Sophomore Morgan Matthews explained the meanings of socialism and communism in a Saint Mary’s Justice Education Program presentation Tuesday.

Matthews defined socialism as “various economic or political theories that advocate for collective or government ownership and administration based on production and means of goods,” which may or may not include private property based on the different branches of socialism.

According to Matthews, the top 10 socialist countries are China, Denmark, Finland, The Netherlands, Canada, Sweden, Norway, Ireland, New Zealand and Belgium. Matthews said these countries demonstrate the different ways socialism can be implemented, as well as the benefits that can come from socialist governments.

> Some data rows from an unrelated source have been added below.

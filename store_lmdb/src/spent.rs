//! LMDB implementation of SpentStore.
//!
//! Keys are the raw 20-byte fingerprints. Values are the big-endian Unix
//! second at which the stamp was accepted, used to prune entries whose
//! stamps have aged out of every verification window.

use std::sync::Arc;

use chrono::{DateTime, Utc};
use heed::types::Bytes;
use heed::{Database, Env};

use hashcash_store::{SpentStore, StoreError};
use hashcash_types::Fingerprint;

use crate::LmdbError;

pub struct LmdbSpentStore {
    pub(crate) env: Arc<Env>,
    pub(crate) spent_db: Database<Bytes, Bytes>,
}

impl LmdbSpentStore {
    /// Insert-if-absent, recording `at` as the time of spending.
    ///
    /// The lookup and the insert share one write transaction; LMDB admits a
    /// single writer at a time, so racing callers are serialized.
    pub fn add_at(&self, fingerprint: &Fingerprint, at: DateTime<Utc>) -> Result<(), StoreError> {
        let key = fingerprint.as_bytes().as_slice();
        let mut wtxn = self.env.write_txn().map_err(LmdbError::from)?;
        if self
            .spent_db
            .get(&wtxn, key)
            .map_err(LmdbError::from)?
            .is_some()
        {
            return Err(StoreError::Duplicate(fingerprint.to_string()));
        }
        self.spent_db
            .put(&mut wtxn, key, &at.timestamp().to_be_bytes())
            .map_err(LmdbError::from)?;
        wtxn.commit().map_err(LmdbError::from)?;
        Ok(())
    }

    /// When a fingerprint was recorded, if it was.
    pub fn spent_at(&self, fingerprint: &Fingerprint) -> Result<Option<DateTime<Utc>>, StoreError> {
        let rtxn = self.env.read_txn().map_err(LmdbError::from)?;
        match self
            .spent_db
            .get(&rtxn, fingerprint.as_bytes().as_slice())
            .map_err(LmdbError::from)?
        {
            Some(bytes) => decode_time(bytes).map(Some),
            None => Ok(None),
        }
    }

    /// Delete every entry recorded before `cutoff`. Returns how many were removed.
    ///
    /// Safe once `cutoff` is older than the verification window: such
    /// stamps fail the timestamp check before the ledger is consulted.
    pub fn prune_before(&self, cutoff: DateTime<Utc>) -> Result<usize, StoreError> {
        let cutoff = cutoff.timestamp();
        let mut wtxn = self.env.write_txn().map_err(LmdbError::from)?;

        let mut stale = Vec::new();
        for entry in self.spent_db.iter(&wtxn).map_err(LmdbError::from)? {
            let (key, val) = entry.map_err(LmdbError::from)?;
            if decode_secs(val)? < cutoff {
                stale.push(key.to_vec());
            }
        }
        for key in &stale {
            self.spent_db
                .delete(&mut wtxn, key)
                .map_err(LmdbError::from)?;
        }
        wtxn.commit().map_err(LmdbError::from)?;

        tracing::info!(removed = stale.len(), "pruned spent ledger");
        Ok(stale.len())
    }

    /// Number of recorded fingerprints.
    pub fn len(&self) -> Result<u64, StoreError> {
        let rtxn = self.env.read_txn().map_err(LmdbError::from)?;
        Ok(self.spent_db.len(&rtxn).map_err(LmdbError::from)?)
    }

    pub fn is_empty(&self) -> Result<bool, StoreError> {
        Ok(self.len()? == 0)
    }
}

fn decode_secs(bytes: &[u8]) -> Result<i64, LmdbError> {
    let buf: [u8; 8] = bytes
        .try_into()
        .map_err(|_| LmdbError::Serialization("invalid spent timestamp bytes length".into()))?;
    Ok(i64::from_be_bytes(buf))
}

fn decode_time(bytes: &[u8]) -> Result<DateTime<Utc>, StoreError> {
    let secs = decode_secs(bytes)?;
    DateTime::<Utc>::from_timestamp(secs, 0)
        .ok_or_else(|| StoreError::Corruption(format!("spent timestamp {secs} out of range")))
}

impl SpentStore for LmdbSpentStore {
    fn add(&self, fingerprint: &Fingerprint) -> Result<(), StoreError> {
        self.add_at(fingerprint, Utc::now())
    }

    fn spent(&self, fingerprint: &Fingerprint) -> Result<bool, StoreError> {
        let rtxn = self.env.read_txn().map_err(LmdbError::from)?;
        let found = self
            .spent_db
            .get(&rtxn, fingerprint.as_bytes().as_slice())
            .map_err(LmdbError::from)?;
        Ok(found.is_some())
    }
}
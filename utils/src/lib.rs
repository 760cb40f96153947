//! Shared utilities for the hashcash tools.

pub mod logging;
pub mod time;

pub use logging::{init_logging, LogFormat, ParseLogFormatError};
pub use time::{format_duration, format_rate};
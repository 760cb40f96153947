//! Parallel stamp generation (multi-threaded CPU).

use std::sync::atomic::{AtomicBool, Ordering};

use rayon::prelude::*;

use hashcash_types::{Clock, Stamp, SystemClock};

use crate::{HashcashConfig, HashcashError, Minter};

/// Mints stamps using all available CPU cores.
pub struct StampGenerator;

/// Attempts per worker before checking the stop flag.
const BATCH_SIZE: u64 = 4096;

impl StampGenerator {
    /// Mint a stamp for `resource`, dated from the system clock.
    pub fn generate(
        &self,
        resource: &str,
        config: &HashcashConfig,
        max_attempts_per_worker: u64,
    ) -> Result<Stamp, HashcashError> {
        self.generate_with_clock(resource, config, max_attempts_per_worker, &SystemClock)
    }

    /// Mint a stamp for `resource`, dated from `clock`.
    ///
    /// Runs one independent [`Minter`] (own salt, own counter) per rayon
    /// thread. The first worker to find a solution signals the others to
    /// stop. Returns [`HashcashError::SolutionFail`] when every worker has
    /// spent its budget without success.
    pub fn generate_with_clock(
        &self,
        resource: &str,
        config: &HashcashConfig,
        max_attempts_per_worker: u64,
        clock: &impl Clock,
    ) -> Result<Stamp, HashcashError> {
        let num_threads = rayon::current_num_threads().max(1);
        let minters = (0..num_threads)
            .map(|_| Minter::with_clock(resource, config, clock))
            .collect::<Result<Vec<_>, _>>()?;

        let found = AtomicBool::new(false);

        minters
            .into_par_iter()
            .find_map_any(|mut minter| {
                let mut remaining = max_attempts_per_worker;
                while remaining > 0 {
                    if found.load(Ordering::Relaxed) {
                        return None;
                    }
                    let batch = remaining.min(BATCH_SIZE);
                    if let Ok(stamp) = minter.mint(batch) {
                        found.store(true, Ordering::Relaxed);
                        return Some(stamp);
                    }
                    remaining -= batch;
                }
                None
            })
            .ok_or(HashcashError::SolutionFail)
    }
}
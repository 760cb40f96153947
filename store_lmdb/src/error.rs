use thiserror::Error;

#[derive(Debug, Error)]
pub enum LmdbError {
    #[error("LMDB error: {0}")]
    Heed(String),

    #[error("I/O error: {0}")]
    Io(#[from] std::io::Error),

    #[error("serialization error: {0}")]
    Serialization(String),
}

impl From<heed::Error> for LmdbError {
    fn from(e: heed::Error) -> Self {
        LmdbError::Heed(e.to_string())
    }
}

impl From<LmdbError> for hashcash_store::StoreError {
    fn from(e: LmdbError) -> Self {
        match e {
            LmdbError::Serialization(msg) => hashcash_store::StoreError::Serialization(msg),
            other => hashcash_store::StoreError::Backend(other.to_string()),
        }
    }
}
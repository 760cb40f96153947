//! The hashcash stamp and its canonical text encoding.
//!
//! A stamp is seven colon-separated fields:
//!
//! ```text
//! version:bits:timestamp:resource:extension:random:counter
//! ```
//!
//! Fields are kept verbatim. Re-encoding a parsed stamp yields the exact
//! input text, which matters because the proof lives in the digest of that
//! text and not in any of the decoded values.

use std::fmt;
use std::str::FromStr;

use crate::StampError;

/// The only stamp format version this crate reads or writes.
pub const STAMP_VERSION: &str = "1";

/// Separator between stamp fields. Never escaped, so no field may contain it.
pub const FIELD_DELIMITER: char = ':';

const FIELD_COUNT: usize = 7;

/// A decoded version-1 stamp.
#[derive(Clone, Debug, PartialEq, Eq, Hash)]
pub struct Stamp {
    /// Difficulty the minter claims, verbatim. Informational only; verifiers
    /// use their own. See [`Stamp::claimed_bits`].
    pub bits: String,
    /// Creation time digits, see [`crate::StampTime`]. Kept verbatim.
    pub timestamp: String,
    /// The stamped value, e.g. a recipient address.
    pub resource: String,
    /// Reserved; normally empty.
    pub extension: String,
    /// Per-minter random salt.
    pub random: String,
    /// Search counter.
    pub counter: String,
}

impl Stamp {
    /// Decode stamp text.
    ///
    /// Fails only if the text does not split into exactly seven fields or
    /// the version is not `1`. Every other field is taken as is.
    pub fn parse(text: &str) -> Result<Self, StampError> {
        let fields: Vec<&str> = text.split(FIELD_DELIMITER).collect();
        if fields.len() != FIELD_COUNT {
            return Err(StampError::FieldCount(fields.len()));
        }
        if fields[0] != STAMP_VERSION {
            return Err(StampError::UnsupportedVersion(fields[0].to_string()));
        }

        Ok(Self {
            bits: fields[1].to_string(),
            timestamp: fields[2].to_string(),
            resource: fields[3].to_string(),
            extension: fields[4].to_string(),
            random: fields[5].to_string(),
            counter: fields[6].to_string(),
        })
    }

    /// The claimed difficulty as a number, if the bits field is plain
    /// decimal digits that fit a `u32`.
    pub fn claimed_bits(&self) -> Option<u32> {
        if self.bits.is_empty() || !self.bits.bytes().all(|b| b.is_ascii_digit()) {
            return None;
        }
        self.bits.parse().ok()
    }

    /// Whether any text field contains the delimiter, which would make the
    /// encoded form ambiguous.
    pub fn has_embedded_delimiter(&self) -> bool {
        [
            &self.bits,
            &self.timestamp,
            &self.resource,
            &self.extension,
            &self.random,
            &self.counter,
        ]
        .iter()
        .any(|field| field.contains(FIELD_DELIMITER))
    }
}

impl fmt::Display for Stamp {
    fn fmt(&self, f: &mut fmt::Formatter<'_>) -> fmt::Result {
        write!(
            f,
            "{STAMP_VERSION}:{}:{}:{}:{}:{}:{}",
            self.bits, self.timestamp, self.resource, self.extension, self.random, self.counter
        )
    }
}

impl FromStr for Stamp {
    type Err = StampError;

    fn from_str(s: &str) -> Result<Self, Self::Err> {
        Self::parse(s)
    }
}

#[cfg(test)]
mod tests {
    use super::*;

    const EXPIRED: &str = "1:20:040806:foo::65f460d0726f420d:13a6b8";
    const DATETIME: &str = "1:20:180311205026:someone@gmail.com::2M6FmM7eRvw=:MjU5ODg5";

    #[test]
    fn parses_date_only_stamp() {
        let stamp = Stamp::parse(EXPIRED).unwrap();
        assert_eq!(stamp.bits, "20");
        assert_eq!(stamp.claimed_bits(), Some(20));
        assert_eq!(stamp.timestamp, "040806");
        assert_eq!(stamp.resource, "foo");
        assert_eq!(stamp.extension, "");
        assert_eq!(stamp.random, "65f460d0726f420d");
        assert_eq!(stamp.counter, "13a6b8");
    }

    #[test]
    fn parses_date_time_stamp() {
        let stamp: Stamp = DATETIME.parse().unwrap();
        assert_eq!(stamp.timestamp, "180311205026");
        assert_eq!(stamp.resource, "someone@gmail.com");
        assert_eq!(stamp.random, "2M6FmM7eRvw=");
    }

    #[test]
    fn reencodes_byte_identical() {
        assert_eq!(Stamp::parse(EXPIRED).unwrap().to_string(), EXPIRED);
        assert_eq!(Stamp::parse(DATETIME).unwrap().to_string(), DATETIME);
    }

    #[test]
    fn rejects_garbage() {
        assert_eq!(Stamp::parse("blah"), Err(StampError::FieldCount(1)));
        assert_eq!(Stamp::parse(""), Err(StampError::FieldCount(1)));
    }

    #[test]
    fn rejects_wrong_field_count() {
        assert_eq!(
            Stamp::parse("1:20:040806:foo:65f460d0726f420d:13a6b8"),
            Err(StampError::FieldCount(6))
        );
        assert_eq!(
            Stamp::parse("1:20:040806:foo::65f460d0726f420d:13a6b8:"),
            Err(StampError::FieldCount(8))
        );
    }

    #[test]
    fn rejects_other_versions() {
        assert!(matches!(
            Stamp::parse("0:20:040806:foo::65f460d0726f420d:13a6b8"),
            Err(StampError::UnsupportedVersion(v)) if v == "0"
        ));
        assert!(matches!(
            Stamp::parse("01:20:040806:foo::65f460d0726f420d:13a6b8"),
            Err(StampError::UnsupportedVersion(_))
        ));
    }

    #[test]
    fn bits_field_is_kept_verbatim() {
        for bits in ["", "020", "+20", "-1", "2o", " 20", "4294967296"] {
            let text = format!("1:{bits}:040806:foo::r:c");
            let stamp = Stamp::parse(&text).unwrap();
            assert_eq!(stamp.bits, bits);
            assert_eq!(stamp.to_string(), text);
        }
    }

    #[test]
    fn claimed_bits_reads_plain_decimal() {
        let claimed = |bits: &str| {
            Stamp::parse(&format!("1:{bits}:040806:foo::r:c"))
                .unwrap()
                .claimed_bits()
        };
        assert_eq!(claimed("0"), Some(0));
        assert_eq!(claimed("020"), Some(20));
        assert_eq!(claimed("4294967295"), Some(u32::MAX));
        assert_eq!(claimed("4294967296"), None);
        assert_eq!(claimed("+20"), None);
        assert_eq!(claimed(""), None);
        assert_eq!(claimed(" 20"), None);
    }

    #[test]
    fn fields_are_not_trimmed() {
        let text = "1:8: 040806 : foo :ext: r : c ";
        let stamp = Stamp::parse(text).unwrap();
        assert_eq!(stamp.timestamp, " 040806 ");
        assert_eq!(stamp.resource, " foo ");
        assert_eq!(stamp.extension, "ext");
        assert_eq!(stamp.to_string(), text);
    }

    #[test]
    fn detects_embedded_delimiter() {
        let mut stamp = Stamp::parse(EXPIRED).unwrap();
        assert!(!stamp.has_embedded_delimiter());
        stamp.resource = "mailto:foo".to_string();
        assert!(stamp.has_embedded_delimiter());
    }
}
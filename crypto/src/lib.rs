//! Digest and salt primitives for hashcash stamps.
//!
//! - **SHA-1** over the exact stamp text, for both difficulty scoring and
//!   the replay-ledger fingerprint
//! - Leading-zero-bit counting over a digest
//! - Random salts and counter text, base64 encoded so they never contain `:`

pub mod hash;
pub mod salt;

pub use hash::{fingerprint, leading_zero_bits, sha1_160, DIGEST_BITS};
pub use salt::{decode_counter, encode_counter, random_salt, SALT_LEN};
//! Domain types: validated identifiers and JSON documents.

pub mod document;
pub mod error;
pub mod identifiers;

pub use document::{Document, Provenance};
pub use error::DomainError;
pub use identifiers::{CollectionName, DocumentId, DocumentRef};
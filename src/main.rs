use std::{process, sync::Arc};

use cccache::{
    application::{documents::DocumentService, error::AppError},
    cache::{CacheAdapter, CacheConfig},
    config,
    infra::{
        couchdb::{BackendConfig, CouchDbRepository},
        error::InfraError,
        http::{self, BasicAuth, HttpState},
        telemetry,
    },
};
use tokio::signal;
use tracing::{Dispatch, Level, dispatcher, error, info, warn};
use tracing_subscriber::fmt as tracing_fmt;

#[tokio::main]
async fn main() {
    if let Err(error) = run().await {
        report_application_error(&error);
        process::exit(1);
    }
}

fn report_application_error(error: &AppError) {
    if dispatcher::has_been_set() {
        error!(error = %error, "application error");
        return;
    }

    let subscriber = tracing_fmt().with_max_level(Level::ERROR).finish();
    let dispatch = Dispatch::new(subscriber);
    dispatcher::with_default(&dispatch, || {
        error!(error = %error, "application error");
    });
}

async fn run() -> Result<(), AppError> {
    let (cli_args, settings) = config::load_with_cli()
        .map_err(|err| AppError::internal(format!("failed to load configuration: {err}")))?;

    let command = cli_args
        .command
        .unwrap_or(config::Command::Serve(Box::<config::ServeArgs>::default()));

    telemetry::init(&settings.logging).map_err(AppError::from)?;

    match command {
        config::Command::Serve(_) => run_serve(settings).await,
    }
}

async fn run_serve(settings: config::Settings) -> Result<(), AppError> {
    let repository = CouchDbRepository::new(&BackendConfig::from(&settings.backend))?;
    let cache_config = CacheConfig::from(&settings.cache);
    let cache = CacheAdapter::from_config(&cache_config);

    let (auth, generated) = BasicAuth::from_settings(&settings.auth);
    if let Some(credentials) = generated {
        warn!(
            username = %credentials.username,
            password = %credentials.password,
            "no API credentials configured; generated a random pair for this run"
        );
        warn!("set API_USERNAME and API_PASSWORD to keep credentials stable across restarts");
    }

    info!(
        backend = %repository.base_url(),
        cache = cache.store_name(),
        cache_servers = ?cache_config.servers,
        prefix = cache.prefix(),
        ttl_secs = cache.default_ttl().as_secs(),
        "document service configured"
    );

    let state = HttpState {
        documents: Arc::new(DocumentService::new(Arc::new(repository), cache)),
        auth: Arc::new(auth),
        expose_dev_metadata: settings.server.expose_dev_metadata,
    };
    let router = http::build_router(state, settings.server.max_request_bytes.get());

    let listener = tokio::net::TcpListener::bind(settings.server.addr)
        .await
        .map_err(|err| AppError::from(InfraError::from(err)))?;
    info!(addr = %settings.server.addr, "listening");

    axum::serve(listener, router.into_make_service())
        .with_graceful_shutdown(shutdown_signal())
        .await
        .map_err(|err| AppError::internal(format!("server error: {err}")))?;

    info!("server stopped");
    Ok(())
}

async fn shutdown_signal() {
    let ctrl_c = async {
        if let Err(err) = signal::ctrl_c().await {
            warn!(error = %err, "failed to listen for Ctrl-C");
            std::future::pending::<()>().await;
        }
    };

    #[cfg(unix)]
    let terminate = async {
        match signal::unix::signal(signal::unix::SignalKind::terminate()) {
            Ok(mut stream) => {
                stream.recv().await;
            }
            Err(err) => {
                warn!(error = %err, "failed to listen for SIGTERM");
                std::future::pending::<()>().await;
            }
        }
    };

    #[cfg(not(unix))]
    let terminate = std::future::pending::<()>();

    tokio::select! {
        () = ctrl_c => {},
        () = terminate => {},
    }
    info!("shutdown signal received");
}
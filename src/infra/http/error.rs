use axum::Json;
use axum::http::{HeaderValue, StatusCode, header};
use axum::response::{IntoResponse, Response};

use crate::application::error::{ErrorBody, ErrorReport, codes};

const BASIC_CHALLENGE: &str = r#"Basic realm="cccache", charset="UTF-8""#;

/// Errors raised by the HTTP plumbing itself, before a request reaches the service.
#[derive(Debug)]
pub struct ApiError {
    status: StatusCode,
    code: &'static str,
    message: &'static str,
    hint: Option<String>,
}

impl ApiError {
    pub fn new(
        status: StatusCode,
        code: &'static str,
        message: &'static str,
        hint: Option<String>,
    ) -> Self {
        Self {
            status,
            code,
            message,
            hint,
        }
    }

    pub fn unauthorized() -> Self {
        Self::new(
            StatusCode::UNAUTHORIZED,
            codes::UNAUTHORIZED,
            "Valid HTTP Basic credentials required",
            None,
        )
    }

    pub fn payload_too_large(hint: String) -> Self {
        Self::new(
            StatusCode::PAYLOAD_TOO_LARGE,
            codes::PAYLOAD_TOO_LARGE,
            "Request body too large",
            Some(hint),
        )
    }

    pub fn bad_request(hint: String) -> Self {
        Self::new(
            StatusCode::BAD_REQUEST,
            codes::INVALID_INPUT,
            "Request could not be processed",
            Some(hint),
        )
    }
}

impl IntoResponse for ApiError {
    fn into_response(self) -> Response {
        let hint = self.hint.clone();
        let body = ErrorBody::new(self.code, self.message, self.hint);
        let mut response = (self.status, Json(body)).into_response();
        if self.status == StatusCode::UNAUTHORIZED {
            response.headers_mut().insert(
                header::WWW_AUTHENTICATE,
                HeaderValue::from_static(BASIC_CHALLENGE),
            );
        }
        ErrorReport::from_message(
            "infra::http",
            self.status,
            format!("{}: {}", self.code, hint.as_deref().unwrap_or(self.message)),
        )
        .attach(&mut response);
        response
    }
}
//! Infrastructure adapters and runtime bootstrap.

pub mod couchdb;
pub mod error;
pub mod http;
pub mod telemetry;
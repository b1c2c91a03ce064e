//! Document cache.
//!
//! - [`CacheAdapter`]: key scheme, expiry policy, failure absorption
//! - [`CacheStore`]: the key-value seam, implemented by [`MemcachedStore`]
//!   and the in-process [`MemoryStore`]
//!
//! ## Configuration
//!
//! ```toml
//! [cache]
//! backend = "memcached"          # or "memory", "disabled"
//! servers = ["localhost:11211"]
//! prefix = "ccc"
//! ttl_seconds = 3600
//! ```

mod adapter;
mod config;
mod keys;
mod lock;
mod memcached;
mod store;

pub use adapter::{CacheAdapter, CacheLookup};
pub use config::{CacheBackendKind, CacheConfig};
pub use keys::{CacheKey, MAX_KEY_LEN, derive_key, derive_key_for};
pub use memcached::MemcachedStore;
pub use store::{CacheStore, CacheStoreError, MemoryStore};

pub(crate) use adapter::{METRIC_CACHE_ERROR_TOTAL, METRIC_CACHE_HIT_TOTAL, METRIC_CACHE_MISS_TOTAL};
pub(crate) use config::{
    DEFAULT_MAX_IDLE_CONNECTIONS, DEFAULT_MEMORY_CAPACITY, DEFAULT_PREFIX, DEFAULT_SERVER,
    DEFAULT_TIMEOUT_MS, DEFAULT_TTL_SECS,
};
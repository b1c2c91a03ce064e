//! Cache-aside HTTP façade for CouchDB-compatible document stores.
//!
//! Reads are served from a memcached-style cache when possible and fall
//! through to the backend otherwise. Writes go to the backend first and are
//! then copied into the cache.

pub mod application;
pub mod cache;
pub mod config;
pub mod domain;
pub mod infra;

Matthews said there is a distinction between socialism and communism, though these two often are confused or used interchangeably. She defined communism as “a totalitarian system of government in which a single authoritarian party controls means of production.”

“Communism eliminates private property completely,” she said. “[Socialism] has government programs where the government does have influence and most of the ownership. However, you do have your own private property.”

Matthews said presidential candidate Bernie Sanders has brought socialism to the forefront of American politics.

“Because of the Cold War and the Iron Curtain, people think of socialism as being the same as communism,” she said. “Communism is a complete radicalization of what socialism means, and … democratic socialism is how people presently have been using socialism in the government.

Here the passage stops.